The IRS has issued a revenue procedure with a safe harbor that allows certain interests in rental real estate to be treated as a trade or business for purposes of the Code Sec. 199A qualified business income (QBI) deduction. The safe harbor is intended to lessen taxpayer uncertainty on whether a rental real estate interest qualifies as a trade or business for the QBI deduction, including the application of the aggregation rules in Reg. §1.199A-4.
QBI Deduction and Rental Real Estate
Under Code Sec. 199A, certain noncorporate taxpayers can deduct up to 20 percent of the taxpayer’s QBI from each of the taxpayer’s qualified trades or businesses, including those operated through a partnership, S corporation, or sole proprietorship. Certain relevant passthrough entities (RPEs) (partnerships, S corporations, trust funds) calculate the deduction and pass it along to their owners or beneficiaries. A qualified trade or business is generally any trade or business under Code Sec. 162, but not a specified service trade or business (SSTB) or a trade or business of performing services as an employee.

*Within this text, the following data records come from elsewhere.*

//! Header report for the `inspect` command.

use polars::prelude::DataFrame;

use nfse_model::{CanonicalField, SourceConfig};
use nfse_transform::data_utils::column_names;
use nfse_transform::{mapped_field, normalize_column_name};

/// How one raw header of a source is read.
#[derive(Debug, Clone, PartialEq, Eq)]
pub struct HeaderRow {
    pub raw: String,
    pub normalized: String,
    /// Canonical field the column feeds, `None` when unmapped.
    pub field: Option<CanonicalField>,
}

/// Normalized name and canonical field of every column of `df`, in column order.
pub fn inspect_rows(df: &DataFrame, source: &SourceConfig) -> Vec<HeaderRow> {
    column_names(df)
        .into_iter()
        .map(|raw| {
            let normalized = normalize_column_name(&raw);
            let field = mapped_field(&source.columns, &normalized);
            HeaderRow {
                raw,
                normalized,
                field,
            }
        })
        .collect()
}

Rental or licensing of tangible or intangible property (i.e., rental activity) that is not a Code Sec. 162 trade or business is still treated as a trade or business for the QBI deduction if the property is rented or licensed to a trade or business conducted by the individual or a RPE which is commonly controlled under Reg. §1.199A-4 ( Reg. §1.199A-1(b)(14)).
Earlier this year, the IRS released a proposed revenue procedure with a safe harbor for treating a rental real estate enterprise as a trade or business under Code Sec. 199A ( Notice 2019-7, I.R.B. 2019-9, 740). The IRS has issued the new revenue procedure after considering public comments on Notice 2019-7.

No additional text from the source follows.